1980年代以降、アメリカは大学院で学位を取った人間が高い地位に就くというシステムを作った。
特定の役職に就くには、その役職に対応した専門の修士号や博士号が要求される。
修士号、博士号を持っていれば、他企業からの人でも、勤続年数が少なくても、女性でも黒人でも構わない。

世界各国の新規採用教員は教育学などの修士号を持つようになってきた。
全体の国際平均でも、小学校・中学校の教師の20%以上が修士号を取得している。
ところが、日本の教師で修士号を取得しているのは、2010年の調査によれば、小学校で3.1%、中学校で5.8%にすぎない。

その最大の理由は、日本では「どの大学の入試に通過したか」は重視されても、「大学で何を学んだか」が評価されにくいことである。
日本企業が求めているのは、大学入試突破までの実績であって、大学などで学んだ専門知識ではない。

日本の社会は行政の人手が少なすぎる。
人口千人当たりの公務員の数は、フランスの3分の1、アメリカの2分の1くらい。
自民党が、家族と地域と会社で助け合うのが日本型福祉社会だという本を出したのは1979年。

地域コミュニティーに頼って、公務員が少なくてもやっていけ、公的な社会保障が少なくともよいという安上がりの国家は一時的に偶然成り立っていた現象だった。

この「しくみ」を変えない場合、3割の大企業型と、そのほかの7割の間の格差が、ますます開いていき、下の7割はかなり苦しい状態になる。
具体的には地方の疲弊、都市部の非正規労働者の貧困、高齢者貧困者の増大という形ですでに表れている。

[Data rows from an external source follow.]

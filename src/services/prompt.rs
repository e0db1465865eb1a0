//! Prompt facade: create, update, delete, restore, and read prompts.
//!
//! Every mutation writes the file and the index rows inside one index
//! transaction, and every content change lands in the version ledger.
//! Reads only touch the index.

use tracing::instrument;

use super::shared::Stores;
use crate::models::{
    CreatePromptRequest, DEFAULT_BRANCH, IndexStats, ListFilter, Prompt, SearchHit, TagCount,
    UpdatePromptRequest, normalize_tags, validate_prompt_name,
};
use crate::storage::index::{history, prompts};
use crate::{Error, Result};

/// Facade over the document store, index, and version ledger.
#[derive(Debug, Clone)]
pub struct PromptService {
    stores: Stores,
}

impl PromptService {
    /// Creates a prompt service over shared stores.
    #[must_use]
    pub const fn new(stores: Stores) -> Self {
        Self { stores }
    }

    /// Creates a prompt on `main` with version 1.
    ///
    /// # Errors
    ///
    /// - [`Error::InvalidInput`] for an invalid name
    /// - [`Error::NameConflict`] if the name is taken
    #[instrument(skip(self, request), fields(operation = "prompt.create", name = %request.name))]
    pub fn create(&self, request: CreatePromptRequest) -> Result<Prompt> {
        validate_prompt_name(&request.name)?;

        let prompt = self.stores.index.transaction("create_prompt", |tx| {
            if prompts::name_owner(tx, &request.name)?.is_some() {
                return Err(Error::NameConflict {
                    name: request.name.clone(),
                });
            }

            let id = uuid::Uuid::now_v7().to_string();
            let now = crate::current_timestamp();
            let version = history::append_version(
                tx,
                &id,
                DEFAULT_BRANCH,
                &request.content,
                Some("Initial version"),
                now,
            )?;

            let mut prompt = Prompt {
                file_path: self.stores.free_path_for(tx, &request.name)?,
                id,
                name: request.name.clone(),
                content: request.content.clone(),
                description: request.description.clone(),
                tags: normalize_tags(&request.tags),
                is_template: request.is_template,
                is_favorite: request.is_favorite,
                is_pinned: request.is_pinned,
                favorite_order: None,
                pin_order: None,
                created_at: now,
                updated_at: now,
                version: version.version,
                branch: DEFAULT_BRANCH.to_string(),
                content_hash: String::new(),
                archived: false,
            };
            self.stores.persist(tx, &mut prompt)?;
            Ok(prompt)
        })?;

        metrics::counter!("promptvault_prompts_created_total").increment(1);
        tracing::info!(prompt_id = %prompt.id, path = %prompt.file_path.display(), "Created prompt");
        Ok(prompt)
    }

    /// Applies a partial update.
    ///
    /// A new version is appended on the current branch only when the body
    /// changes; metadata-only edits rewrite the file and row in place, and
    /// an update that changes nothing leaves both untouched. The file keeps
    /// its path when the prompt is renamed.
    ///
    /// # Errors
    ///
    /// - [`Error::NotFound`] for an unknown prompt
    /// - [`Error::InvalidInput`] for an archived prompt or invalid name
    /// - [`Error::NameConflict`] if the new name is taken
    #[instrument(skip(self, request), fields(operation = "prompt.update"))]
    pub fn update(&self, id: &str, request: UpdatePromptRequest) -> Result<Prompt> {
        if let Some(name) = &request.name {
            validate_prompt_name(name)?;
        }

        let (prompt, versioned) = self.stores.index.transaction("update_prompt", |tx| {
            let mut prompt = prompts::get(tx, id)?.ok_or_else(|| Error::prompt_not_found(id))?;
            if prompt.archived {
                return Err(Error::InvalidInput(format!(
                    "prompt {id} is archived; restore it before editing"
                )));
            }

            if let Some(name) = &request.name
                && prompts::name_owner(tx, name)?.is_some_and(|owner| owner != id)
            {
                return Err(Error::NameConflict { name: name.clone() });
            }

            let before = prompt.clone();
            let now = crate::current_timestamp();
            let content_changed = request
                .content
                .as_ref()
                .is_some_and(|content| *content != prompt.content);
            if content_changed && let Some(content) = &request.content {
                let version = history::append_version(
                    tx,
                    id,
                    &prompt.branch,
                    content,
                    request.change_reason.as_deref(),
                    now,
                )?;
                prompt.content.clone_from(content);
                prompt.version = version.version;
            }

            apply_metadata(&mut prompt, &request);
            if prompt == before {
                return Ok((prompt, false));
            }
            prompt.updated_at = now;
            self.stores.persist(tx, &mut prompt)?;
            Ok((prompt, content_changed))
        })?;

        if versioned {
            metrics::counter!("promptvault_versions_created_total", "source" => "update")
                .increment(1);
        }
        tracing::info!(prompt_id = id, version = prompt.version, versioned, "Updated prompt");
        Ok(prompt)
    }

    /// Deletes a prompt.
    ///
    /// A soft delete moves the file into the archive, flags the row, and
    /// drops the search entry; tags and history stay so [`Self::restore`]
    /// can bring it back. A hard delete removes the file and every row of
    /// the prompt, history included. Soft-deleting an archived prompt is a
    /// no-op.
    ///
    /// # Errors
    ///
    /// Returns [`Error::NotFound`] for an unknown prompt.
    #[instrument(skip(self), fields(operation = "prompt.delete"))]
    pub fn delete(&self, id: &str, hard: bool) -> Result<()> {
        let prompt = self.stores.require_prompt(id)?;

        if hard {
            self.stores.index.transaction("hard_delete_prompt", |tx| {
                prompts::delete(tx, id)?;
                history::purge(tx, id)?;
                self.stores.documents.remove(&prompt.file_path)
            })?;
            metrics::counter!("promptvault_prompts_deleted_total", "mode" => "hard").increment(1);
            tracing::info!(prompt_id = id, "Deleted prompt permanently");
            return Ok(());
        }

        if prompt.archived {
            return Ok(());
        }

        let archived_path = self.stores.documents.archive(&prompt.file_path)?;
        let result = self.stores.index.transaction("archive_prompt", |tx| {
            prompts::set_archived(tx, id, true, &archived_path)
        });
        if let Err(e) = result {
            if let Err(undo) = self.stores.documents.unarchive(&archived_path) {
                tracing::warn!(prompt_id = id, error = %undo, "Failed to move archived file back");
            }
            return Err(e);
        }

        metrics::counter!("promptvault_prompts_deleted_total", "mode" => "soft").increment(1);
        tracing::info!(prompt_id = id, path = %archived_path.display(), "Archived prompt");
        Ok(())
    }

    /// Brings a soft-deleted prompt back from the archive.
    ///
    /// # Errors
    ///
    /// - [`Error::NotFound`] for an unknown prompt
    /// - [`Error::InvalidInput`] if the prompt is not archived
    /// - [`Error::StorageIo`] if a live file already holds its path
    #[instrument(skip(self), fields(operation = "prompt.restore"))]
    pub fn restore(&self, id: &str) -> Result<Prompt> {
        let prompt = self.stores.require_prompt(id)?;
        if !prompt.archived {
            return Err(Error::InvalidInput(format!("prompt {id} is not archived")));
        }

        let restored_path = self.stores.documents.unarchive(&prompt.file_path)?;
        let result = self.stores.index.transaction("restore_prompt", |tx| {
            prompts::set_archived(tx, id, false, &restored_path)?;
            let prompt = prompts::get(tx, id)?.ok_or_else(|| Error::prompt_not_found(id))?;
            prompts::replace_fts(tx, &prompt)?;
            Ok(prompt)
        });

        match result {
            Ok(prompt) => {
                tracing::info!(prompt_id = id, path = %restored_path.display(), "Restored prompt");
                Ok(prompt)
            },
            Err(e) => {
                if let Err(undo) = self.stores.documents.archive(&restored_path) {
                    tracing::warn!(prompt_id = id, error = %undo, "Failed to re-archive file");
                }
                Err(e)
            },
        }
    }

    /// Looks a prompt up by id.
    ///
    /// # Errors
    ///
    /// Returns [`Error::NotFound`] if no prompt has this id.
    pub fn get_by_id(&self, id: &str) -> Result<Prompt> {
        self.stores.require_prompt(id)
    }

    /// Looks a prompt up by name.
    ///
    /// # Errors
    ///
    /// Returns [`Error::NotFound`] if no prompt has this name.
    pub fn get_by_name(&self, name: &str) -> Result<Prompt> {
        self.stores
            .index
            .get_prompt_by_name(name)?
            .ok_or_else(|| Error::prompt_not_found(name))
    }

    /// Lists prompts matching a filter.
    ///
    /// # Errors
    ///
    /// Returns an index error if the query fails.
    pub fn get_all(&self, filter: &ListFilter) -> Result<Vec<Prompt>> {
        self.stores.index.list_prompts(filter)
    }

    /// Full-text search over live prompts.
    ///
    /// # Errors
    ///
    /// Returns an index error if the query fails.
    pub fn search(&self, query: &str, limit: usize) -> Result<Vec<SearchHit>> {
        self.stores.index.search(query, limit)
    }

    /// Tags in use with their counts.
    ///
    /// # Errors
    ///
    /// Returns an index error if the query fails.
    pub fn list_tags(&self) -> Result<Vec<TagCount>> {
        self.stores.index.list_tags()
    }

    /// Row counts across the index.
    ///
    /// # Errors
    ///
    /// Returns an index error if the query fails.
    pub fn stats(&self) -> Result<IndexStats> {
        self.stores.index.stats()
    }
}

/// Copies the metadata fields of an update request onto a prompt.
fn apply_metadata(prompt: &mut Prompt, request: &UpdatePromptRequest) {
    if let Some(name) = &request.name {
        prompt.name.clone_from(name);
    }
    if let Some(tags) = &request.tags {
        prompt.tags = normalize_tags(tags);
    }
    if let Some(description) = &request.description {
        prompt.description.clone_from(description);
    }
    if let Some(is_template) = request.is_template {
        prompt.is_template = is_template;
    }
    if let Some(is_favorite) = request.is_favorite {
        prompt.is_favorite = is_favorite;
    }
    if let Some(is_pinned) = request.is_pinned {
        prompt.is_pinned = is_pinned;
    }
    if let Some(order) = request.favorite_order {
        prompt.favorite_order = order;
    }
    if let Some(order) = request.pin_order {
        prompt.pin_order = order;
    }
}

さらに、企業が新卒採用を絞り込んでいくとすれば、大企業型の3割弱も減って、3割が2割になり、1割になっていくかもしれない。
そうなってくると、戦前の秩序にだんだん近づいていく。

戦前の日本の社会は企業の中で階級差や身分差がはっきりある社会だった。
エリートで官立大卒のホワイトカラーの事務系の上級職員、実業学校卒の下級職員、現場の作業員とでは、身分差別ともいえる格差があった。

日立製作所日立工場の1936年の職員給与。
職員は年功給で、勤続20~24年では0~4年の3倍。
各年齢層の職工を基準にすると、賞与と住宅手当を含めた年間所得の平均は、25~29歳の官立大卒の上級職員で3.5倍、40~44歳で6.15倍だった。
実業学校卒の下級職員は25~29歳が同年齢層の職工の1.7倍、40~44歳が4.41倍だった。

安上がりな国家はもうもたなくなっている。
企業の正社員を増やすのが限界だとすれば、即効性があるのは公務員を増やすこと。
これで下の7割の正規雇用を増やすとともに、ケアワーカーなどを増やして、行政サービスが行き届くようにする。
これはスウェーデンなどがとってきた戦略でもある。
そうなると税金を上げざるを得ない。

日本が小さな政府のままだと実現不可能です。
橘木俊詔さんと小熊英二さん、どちらも格差は広がるばかりだという結論のようです。